The Golden Cage: Learning to Ask for Help When You’re in the Helping Profession

Or: Even Experts Get the Blues

Or: Just Because You’re an Internet Sensation, Doesn’t Mean You Can’t Crack Up a Bit

Or: Cracking up a Bit and Asking for Help Doesn’t Mean Spewing all Over Your Social Media and Freaking Everyone Out

Or: What To Do When You’re a Coach/Blogger/Brand and You Freak Out Publicly and Don’t Know What to Do Next

Or: You’re Human, Aren’t You?

Or: Learning to Ask for Help, No Matter Who You Are Or How Many Clients/Page-Views/Followers/”Likes”/Fans You Have

Let me paint a little picture for you…

You are amazing. You are creative and funny and eloquent, and just so fabulous you run off and get yourself some training (formal or otherwise) and decide to go into business for yourself. You have the sparkliest website. You get a kajillion comments/hits/RTs. Your posts are stumbled. You build a brand in your name. Your social media presence is impeccable. Your Klout score is through the roof.

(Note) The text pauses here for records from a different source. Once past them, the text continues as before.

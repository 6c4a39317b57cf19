//! Configuration management CLI commands.
//!
//! Provides `config get`, `config set`, `config list`, `config path` and
//! `config init` for viewing and modifying the settings file.

use std::path::Path;

use clap::Subcommand;
use fetchmon::config::{ConfigFile, ConfigKey};

use crate::error::CliError;

/// Config subcommands.
#[derive(Debug, Subcommand)]
pub enum ConfigCommands {
    /// Get a configuration value
    Get {
        /// Configuration key in format section.key (e.g., downloads.max_active)
        key: String,
    },

    /// Set a configuration value
    Set {
        /// Configuration key in format section.key (e.g., downloads.max_active)
        key: String,

        /// Value to set
        value: String,
    },

    /// List all configuration settings
    List,

    /// Show the configuration file path
    Path,

    /// Write a configuration file with default values
    Init {
        /// Overwrite an existing file
        #[arg(long)]
        force: bool,
    },
}

/// Run a config subcommand against the file at `path`.
pub fn run(command: ConfigCommands, path: &Path) -> Result<(), CliError> {
    match command {
        ConfigCommands::Get { key } => run_get(path, &key),
        ConfigCommands::Set { key, value } => run_set(path, &key, &value),
        ConfigCommands::List => run_list(path),
        ConfigCommands::Path => {
            println!("{}", path.display());
            Ok(())
        }
        ConfigCommands::Init { force } => run_init(path, force),
    }
}

fn parse_key(key: &str) -> Result<ConfigKey, CliError> {
    key.parse().map_err(|_| {
        CliError::Config(format!(
            "Unknown configuration key '{}'. Use 'fetchmon config list' to see available keys.",
            key
        ))
    })
}

fn run_get(path: &Path, key: &str) -> Result<(), CliError> {
    let config_key = parse_key(key)?;
    let config = ConfigFile::load(path)?;
    println!("{}", config_key.get(&config));
    Ok(())
}

fn run_set(path: &Path, key: &str, value: &str) -> Result<(), CliError> {
    let config_key = parse_key(key)?;

    let mut config = ConfigFile::load(path)?;
    config_key.set(&mut config, value)?;
    config.save(path)?;

    println!("Set {} = {}", config_key.name(), config_key.get(&config));
    Ok(())
}

fn run_list(path: &Path) -> Result<(), CliError> {
    let config = ConfigFile::load(path)?;

    println!("Configuration Settings");
    println!("======================");
    println!();

    let mut current_section = "";
    for key in ConfigKey::all() {
        let section = key.section();
        if section != current_section {
            if !current_section.is_empty() {
                println!();
            }
            println!("[{}]", section);
            current_section = section;
        }
        println!("  {} = {}", key.key_name(), key.get(&config));
    }

    Ok(())
}

fn run_init(path: &Path, force: bool) -> Result<(), CliError> {
    if path.exists() && !force {
        return Err(CliError::Config(format!(
            "{} already exists. Use --force to overwrite it.",
            path.display()
        )));
    }
    ConfigFile::default().save(path)?;
    println!("Wrote default configuration to {}", path.display());
    Ok(())
}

You have more clients than you know what to do with.

Suddenly, you start feeling a little lackluster.

Maybe you’re a body image coach and you realize that while you’ve been telling everyone to occupy their day loving their bodies, you kind of can’t stand your own. Or [GASP] you decide you want to lose some weight. Maybe you’re a relationship guru who one day finds yourself packing up your bag in a panic, because the cracks are starting to show in the foundation of your marriage. Maybe you’ve spent the last five years building a reputation on being the most calm and loving entity on the entire internet, but now you’re finding yourself screaming at your children in public, flipping people off in traffic, or consumed with boiling, hot anger.

In other words – maybe you’re coming to the startling realization that you are in fact human, and you feel a little guilty.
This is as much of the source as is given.